It refers to the futuristic teleportation machine, known as a Transporter, which disassembles a person or object into an energy pattern, then beam it to a target site where it is reassembled into the original matter.

Transporter machine in Star Trek

From Mechanics to Energy Beams


Imagine that such a device is invented at a point in the future. Until then, the knowledge of a person relating to transportation through automobiles is based on an internal combustion engine, pistons, crankshaft and so on. Suddenly we find ourselves in a completely different territory because designing and building the technology for transporting a person from location A to location B is now based around mass-energy equivalence in physics, according to which mass and energy are the same physical entity and can be converted into each other. Not only do we need to understand
\begin{equation*}
E=mc^2
\end{equation*}
from Albert Einstein’s theory of special relativity but also come up with optimal strategies to reproduce as closely as possible the said person or object from the incoming beam. This is a process that requires excellent mental models of the underlying mass $\leftrightarrow$ energy conversion phenomena, not the mechanics of the engine.

Engine to mass-energy

From Electronics to DSP


In not as dramatic but still a similar manner, wireless communications has profoundly transformed as a science in the previous years due to the digital revolution.

  • On the transmitter side, we have become able to send into air a sequence of numbers stored in a processor memory.
  • On the receiver side, we have become able to acquire the momentary value of the incoming analog signal and convert it into its digital representation which is nothing but a sequence of numbers, known as a discrete-time sequence.
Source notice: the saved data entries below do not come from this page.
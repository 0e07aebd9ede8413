//! Library exports for screengif.
//!
//! The binary is a thin wrapper around [`pipeline::run`]; the stages are public so they can
//! be driven and tested with substitute samplers and clipboards.

pub mod capture;
pub mod config;
pub mod encode;
pub mod output;
pub mod pipeline;

pub use config::{Config, RunSettings};
pub use pipeline::{PipelineDependencies, PipelineError, RunOutcome};
use std::process::Command;

fn main() {
    let hash = Command::new("git")
        .args(["rev-parse", "--short", "HEAD"])
        .output()
        .ok()
        .filter(|output| output.status.success())
        .map(|output| String::from_utf8_lossy(&output.stdout).trim().to_string())
        .filter(|hash| !hash.is_empty())
        .unwrap_or_else(|| "unknown".into());

    println!("cargo:rustc-env=SCREENGIF_GIT_HASH={hash}");
    println!("cargo:rerun-if-changed=.git/HEAD");
}
use crate::capture::types::CaptureError;

#[cfg(target_os = "linux")]
mod grim;
#[cfg(target_os = "linux")]
mod portal;
#[cfg(target_os = "linux")]
pub(crate) mod reader;
#[cfg(target_os = "macos")]
mod screencapture;

/// Grab the whole primary display as PNG bytes using the best source for this platform.
#[cfg(target_os = "linux")]
pub fn capture_screen_png() -> Result<Vec<u8>, CaptureError> {
    match grim::capture_full_screen_grim() {
        Ok(data) => Ok(data),
        Err(e) => {
            log::debug!("Full screen capture via grim failed: {}. Falling back to portal.", e);
            portal::capture_via_portal_bytes()
        }
    }
}

#[cfg(target_os = "macos")]
pub fn capture_screen_png() -> Result<Vec<u8>, CaptureError> {
    screencapture::capture_full_screen_screencapture()
}

#[cfg(not(any(target_os = "linux", target_os = "macos")))]
pub fn capture_screen_png() -> Result<Vec<u8>, CaptureError> {
    Err(CaptureError::Unavailable(
        "no screen capture source for this platform".into(),
    ))
}
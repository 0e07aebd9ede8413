use std::fs;
use std::process::{Command, Stdio};

use crate::capture::types::CaptureError;

/// Capture the main display with the macOS `screencapture` tool, returning PNG bytes.
pub fn capture_full_screen_screencapture() -> Result<Vec<u8>, CaptureError> {
    let target = tempfile::Builder::new()
        .prefix("screengif-frame-")
        .suffix(".png")
        .tempfile()
        .map_err(|e| CaptureError::ImageError(format!("Failed to create frame file: {}", e)))?;

    let output = Command::new("screencapture")
        .args(["-x", "-m", "-t", "png"])
        .arg(target.path())
        .stdout(Stdio::null())
        .stderr(Stdio::piped())
        .output()
        .map_err(|e| CaptureError::Unavailable(format!("Failed to run screencapture: {}", e)))?;

    if !output.status.success() {
        let stderr = String::from_utf8_lossy(&output.stderr);
        return Err(CaptureError::Unavailable(format!(
            "screencapture failed: {}",
            stderr.trim()
        )));
    }

    let data = fs::read(target.path())
        .map_err(|e| CaptureError::ImageError(format!("Failed to read frame file: {}", e)))?;

    // screencapture writes nothing when screen recording permission is missing
    if data.is_empty() {
        return Err(CaptureError::PermissionDenied);
    }

    Ok(data)
}
//! Configuration type definitions.

use serde::{Deserialize, Serialize};

/// Seconds between frames when nothing else is configured.
pub const DEFAULT_INTERVAL: f64 = 0.1;
/// Capture length in seconds when nothing else is configured.
pub const DEFAULT_DURATION: u32 = 5;

pub const MIN_INTERVAL: f64 = 0.1;
pub const MAX_INTERVAL: f64 = 1.0;
pub const MIN_DURATION: u32 = 2;
pub const MAX_DURATION: u32 = 10;

/// Capture timing settings.
#[derive(Debug, Clone, Serialize, Deserialize, PartialEq)]
pub struct CaptureConfig {
    /// Seconds between two frames (valid range: 0.1 - 1.0)
    #[serde(default = "default_interval")]
    pub interval: f64,

    /// Total capture time in whole seconds (valid range: 2 - 10)
    #[serde(default = "default_duration")]
    pub duration: u32,
}

impl Default for CaptureConfig {
    fn default() -> Self {
        Self {
            interval: default_interval(),
            duration: default_duration(),
        }
    }
}

/// Delivery settings.
#[derive(Debug, Clone, Serialize, Deserialize, PartialEq, Default)]
pub struct OutputConfig {
    /// Directory for saved animations; defaults to the desktop. Supports `~/`.
    #[serde(default)]
    pub directory: Option<String>,

    /// Deliver to the clipboard instead of disk when `--clipboard` is not given
    #[serde(default)]
    pub clipboard: bool,
}

fn default_interval() -> f64 {
    DEFAULT_INTERVAL
}

fn default_duration() -> u32 {
    DEFAULT_DURATION
}
use std::{thread, time::Duration};

use crate::capture::{
    sources,
    types::{CaptureError, Frame},
};

/// Captures one still image of the whole primary display.
pub trait ScreenSampler: Send + Sync {
    fn capture(&self) -> Result<Frame, CaptureError>;
}

/// Suspends the capture loop between two frames.
pub trait Pause: Send + Sync {
    fn pause(&self, duration: Duration);
}

/// Sampler backed by the platform screenshot sources.
#[derive(Debug, Default, Clone, Copy)]
pub struct DefaultScreenSampler;

/// Blocks the calling thread for the full duration.
#[derive(Debug, Default, Clone, Copy)]
pub struct ThreadSleep;

impl ScreenSampler for DefaultScreenSampler {
    fn capture(&self) -> Result<Frame, CaptureError> {
        let png = sources::capture_screen_png()?;
        let image = image::load_from_memory_with_format(&png, image::ImageFormat::Png)
            .map_err(|e| CaptureError::ImageError(format!("Failed to decode screenshot: {}", e)))?;
        Ok(Frame::new(image))
    }
}

impl Pause for ThreadSleep {
    fn pause(&self, duration: Duration) {
        thread::sleep(duration);
    }
}
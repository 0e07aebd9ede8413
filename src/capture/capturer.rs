use std::sync::Arc;

use crate::capture::{
    dependencies::{Pause, ScreenSampler},
    types::{CaptureError, CaptureSession, FrameSequence},
};

/// Drives a [`ScreenSampler`] on a fixed cadence.
///
/// Captures are not corrected for drift: the wall-clock time of a run is
/// `frame_count * interval` plus whatever each capture call costs.
#[derive(Clone)]
pub struct FrameCapturer {
    sampler: Arc<dyn ScreenSampler>,
    pause: Arc<dyn Pause>,
}

impl FrameCapturer {
    pub fn new(sampler: Arc<dyn ScreenSampler>, pause: Arc<dyn Pause>) -> Self {
        Self { sampler, pause }
    }

    /// Capture `session.frame_count()` frames, sleeping `interval` between captures.
    ///
    /// The first failing capture aborts the loop and no frames are returned.
    pub fn run(&self, session: &CaptureSession) -> Result<FrameSequence, CaptureError> {
        let frame_count = session.frame_count();
        let interval = session.interval_duration();
        let mut frames = FrameSequence::with_capacity(frame_count);

        log::info!(
            "Capturing {} frames every {:.2}s",
            frame_count,
            session.interval()
        );

        for index in 0..frame_count {
            let frame = self.sampler.capture()?;
            log::debug!(
                "Captured frame {}/{} ({}x{})",
                index + 1,
                frame_count,
                frame.dimensions().0,
                frame.dimensions().1
            );
            frames.push(frame);

            if index + 1 < frame_count {
                self.pause.pause(interval);
            }
        }

        Ok(frames)
    }
}
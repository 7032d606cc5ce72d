//! Core dispatch types.

mod builder;
mod manager;
mod registry;
mod reloader;
mod router;
mod settings;

#[cfg(feature = "validation")]
mod validation;

pub use builder::ManagerBuilder;
pub use manager::{Manager, ManagerRef};
pub use reloader::{ChangeHandler, FieldSetter, Reloader};
pub use settings::DispatchSettings;

#[cfg(feature = "validation")]
pub use validation::Validate;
After the great advancement in computational power, most of the radio circuits capable of performing analog signal processing (e.g., by using resistors, capacitors, inductors, op amps — basically physics and devices) have been replaced by powerful digital processors that can perform the necessary number crunching (basically algorithms run by computer programs) to unravel the original digital information. In a true software radio, this is a process that requires excellent mental models of the underlying discrete-time sequences, not the electronics of the circuits.

From circuits to discrete-time sequences

Shown on the right side above is a discrete-time sequence that consists of a few random bits 0s and 1s mapped to signal levels -1s and +1s, respectively. Why does it look more complicated than a stream of -1s and +1s? Because in the real world, this signal has been distorted by the following impairments before presenting itself to the Rx processing machine.
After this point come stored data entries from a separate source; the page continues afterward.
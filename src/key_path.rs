//! Dotted configuration key decomposition.

use crate::error::{ReloadError, Result};

/// Split a dotted key into its segments.
///
/// Splits strictly on `.`, so empty segments are preserved.
pub fn split_key(key: &str) -> Vec<&str> {
    key.split('.').collect()
}

/// Join segments back into a dotted key.
pub fn join_key(segments: &[&str]) -> String {
    segments.join(".")
}

/// A configuration key decomposed into a module name and a nested field path.
///
/// # Examples
///
/// ```rust
/// use hotswap_reload::key_path::KeyPath;
///
/// let path = KeyPath::parse("server.features.rate_limit.rate").unwrap();
/// assert_eq!(path.module(), "server");
/// assert_eq!(path.field_path(), "features.rate_limit.rate");
/// ```
#[derive(Debug, Clone, PartialEq, Eq)]
pub struct KeyPath {
    module: String,
    field_path: String,
}

impl KeyPath {
    /// Decompose `key` into `(module, field_path)`.
    ///
    /// # Errors
    ///
    /// Returns [`ReloadError::InvalidKeyFormat`] when the key has fewer than
    /// two segments.
    pub fn parse(key: &str) -> Result<Self> {
        let segments = split_key(key);
        if segments.len() < 2 {
            return Err(ReloadError::InvalidKeyFormat(key.to_string()));
        }

        Ok(Self {
            module: segments[0].to_string(),
            field_path: join_key(&segments[1..]),
        })
    }

    /// The module name (first segment).
    pub fn module(&self) -> &str {
        &self.module
    }

    /// The nested field path (remaining segments, dotted).
    pub fn field_path(&self) -> &str {
        &self.field_path
    }

    /// Render the path as a JSON pointer, e.g. `/server/http/port`.
    ///
    /// `~` and `/` inside segments are escaped as `~0` and `~1`.
    pub fn json_pointer(&self) -> String {
        let mut pointer = String::new();
        for segment in std::iter::once(self.module.as_str()).chain(self.field_path.split('.')) {
            pointer.push('/');
            pointer.push_str(&segment.replace('~', "~0").replace('/', "~1"));
        }
        pointer
    }
}
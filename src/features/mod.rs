//! Optional live-target integrations.

#[cfg(feature = "partial-updates")]
pub mod live;

#[cfg(feature = "partial-updates")]
pub use live::LiveConfig;
//! Example wiring a configuration source to reloaders and a live target.
//!
//! This example shows how to:
//! - Register a validating reloader for a family of keys
//! - Route structured keys straight into a live config struct
//! - Observe dispatch diagnostics through `tracing`
//!
//! Run with: RUST_LOG=debug cargo run --example field_routing

use hotswap_reload::error::BoxError;
use hotswap_reload::prelude::*;
use serde::{Deserialize, Serialize};
use std::sync::Arc;
use std::sync::atomic::{AtomicU32, Ordering};
use tracing_subscriber::EnvFilter;

#[derive(Debug, Clone, Serialize, Deserialize)]
struct AppConfig {
    server: ServerConfig,
}

#[derive(Debug, Clone, Serialize, Deserialize)]
struct ServerConfig {
    port: u16,
    features: Features,
}

#[derive(Debug, Clone, Serialize, Deserialize)]
struct Features {
    rate_limit: RateLimit,
}

#[derive(Debug, Clone, Serialize, Deserialize)]
struct RateLimit {
    rate: u32,
}

struct RateLimiter {
    rate: AtomicU32,
}

impl Reloader for RateLimiter {
    fn patterns(&self) -> Vec<String> {
        vec!["server.features.rate_limit.*".to_string()]
    }

    fn validate(&self, _key: &str, value: &str) -> Result<(), ValidationError> {
        match value.parse::<u32>() {
            Ok(rate) if rate > 0 => Ok(()),
            _ => Err(ValidationError::invalid_field(
                "rate",
                "must be a positive integer",
            )),
        }
    }

    fn on_change(&self, key: &str, old: &str, new: &str) -> Result<(), BoxError> {
        println!("[RateLimiter] {key}: {old} -> {new}");
        self.rate.store(new.parse()?, Ordering::SeqCst);
        Ok(())
    }
}

fn main() -> hotswap_reload::error::Result<()> {
    tracing_subscriber::fmt()
        .with_env_filter(EnvFilter::from_default_env())
        .init();

    println!("=== Field Routing Example ===\n");

    let live = LiveConfig::new(AppConfig {
        server: ServerConfig {
            port: 8080,
            features: Features {
                rate_limit: RateLimit { rate: 100 },
            },
        },
    });

    let manager = Manager::builder()
        .with_allowed_prefixes(["server."])
        .with_field_setter(live.clone())
        .build();

    let limiter = Arc::new(RateLimiter {
        rate: AtomicU32::new(100),
    });
    manager.register_reloader(limiter.clone())?;

    manager.register_handler("server.port", |_, old, new| {
        println!("[Handler] port changing {old} -> {new}, draining listeners");
        Ok(())
    })?;

    // Simulated events from a configuration source
    let events = [
        ("server.port", "8080", "9090"),
        ("server.features.rate_limit.rate", "100", "250"),
        ("server.features.rate_limit.rate", "250", "0"),
        ("server.port", "9090", "9090"),
    ];

    for (key, old, new) in events {
        match manager.handle_change(key, old, new) {
            Ok(()) => println!("  applied {key} = {new}"),
            Err(err) => println!("  rejected {key} = {new}: {err}"),
        }
    }

    let cfg = live.get();
    println!("\nLive config: {:?}", cfg);
    println!("Limiter rate: {}", limiter.rate.load(Ordering::SeqCst));

    println!("\n=== Example Complete ===");
    Ok(())
}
  • Carrier phase offset: 17˚
  • Timing phase offset: 31% of a bit time
  • Carrier frequency offset: 11% of the bit rate
  • Multipath channel: A direct path and two reflected paths with relative amplitudes of 0.6 and 0.2 arriving after relative delays of 0.76 and 1.03, respectively

(If you are unfamiliar with the above terms, there is no need to worry. This website has plenty of explanations on these topics.) The I and Q parts shown in the above figure are the two components of a complex signal. I cover complex numbers as a starting point to build our Digital Signal Processing (DSP) toolkit. Also, I like to view the same IQ signal in a 3D figure as shown below which offers several advantages over the separate two 2D figures.
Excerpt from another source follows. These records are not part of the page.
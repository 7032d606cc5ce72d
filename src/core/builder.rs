//! Builder for constructing Manager instances.

use crate::core::{DispatchSettings, FieldSetter, Manager};
use std::sync::Arc;

#[cfg(feature = "metrics")]
use crate::metrics::DispatchMetrics;

/// Builder for constructing a [`Manager`].
///
/// # Examples
///
/// ```rust
/// use hotswap_reload::prelude::*;
/// use hotswap_reload::error::BoxError;
///
/// let manager = Manager::builder()
///     .with_allowed_prefixes(["server.features."])
///     .with_field_setter(|module: &str, path: &str, value: &str| -> Result<(), BoxError> {
///         println!("{module}/{path} = {value}");
///         Ok(())
///     })
///     .build();
///
/// assert_eq!(manager.allowed_prefixes(), Some(vec!["server.features.".to_string()]));
/// ```
pub struct ManagerBuilder {
    settings: DispatchSettings,
    setter: Option<Arc<dyn FieldSetter>>,
    #[cfg(feature = "metrics")]
    metrics: Option<DispatchMetrics>,
}

impl ManagerBuilder {
    /// Create a new builder with default settings.
    pub fn new() -> Self {
        Self {
            settings: DispatchSettings::default(),
            setter: None,
            #[cfg(feature = "metrics")]
            metrics: None,
        }
    }

    /// Use previously loaded settings.
    ///
    /// Replaces any prefixes set with [`with_allowed_prefixes`](Self::with_allowed_prefixes).
    pub fn with_settings(mut self, settings: DispatchSettings) -> Self {
        self.settings = settings;
        self
    }

    /// Set the key prefixes routed to the field setter.
    pub fn with_allowed_prefixes<I, P>(mut self, prefixes: I) -> Self
    where
        I: IntoIterator<Item = P>,
        P: Into<String>,
    {
        self.settings.allowed_prefixes = prefixes.into_iter().map(Into::into).collect();
        self
    }

    /// Bind a field setter when the manager is built.
    ///
    /// Without allowed prefixes the setter is bound but never receives keys.
    pub fn with_field_setter<S: FieldSetter + 'static>(mut self, setter: S) -> Self {
        self.setter = Some(Arc::new(setter));
        self
    }

    /// Record dispatch metrics with the provided meter.
    #[cfg(feature = "metrics")]
    pub fn with_metrics(mut self, meter: opentelemetry::metrics::Meter) -> Self {
        self.metrics = Some(DispatchMetrics::new(meter));
        self
    }

    /// Build the manager.
    pub fn build(self) -> Manager {
        #[cfg(feature = "metrics")]
        let manager = Manager::with_parts(self.settings.suppress_unchanged, self.metrics);

        #[cfg(not(feature = "metrics"))]
        let manager = Manager::with_parts(self.settings.suppress_unchanged);

        if let Some(setter) = self.setter {
            manager.bind(setter, self.settings.allowed_prefixes);
        }

        manager
    }
}

impl Default for ManagerBuilder {
    fn default() -> Self {
        Self::new()
    }
}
Discrete-time sequence in 3D

By just looking at the above figure, it is hard to believe that extracting the original stream of bits 0s and 1s from this complex sequence is even possible after so much distortion. Nevertheless, this amazing (ad)venture can be accomplished through implementation of DSP algorithms in a programming language such as Python or Matlab. This is all a Software Defined Radio (SDR) is about, see the figure below.

Spyder screen

To find out how this is done, you can see my book for background theory and the SDR course for implementing an actual wireless communication system.

Why Wireless Pi?


My name is Qasim Chaudhari and I write about software defined radio and wireless communications in a different style as compared to several other wonderful resources available on these topics.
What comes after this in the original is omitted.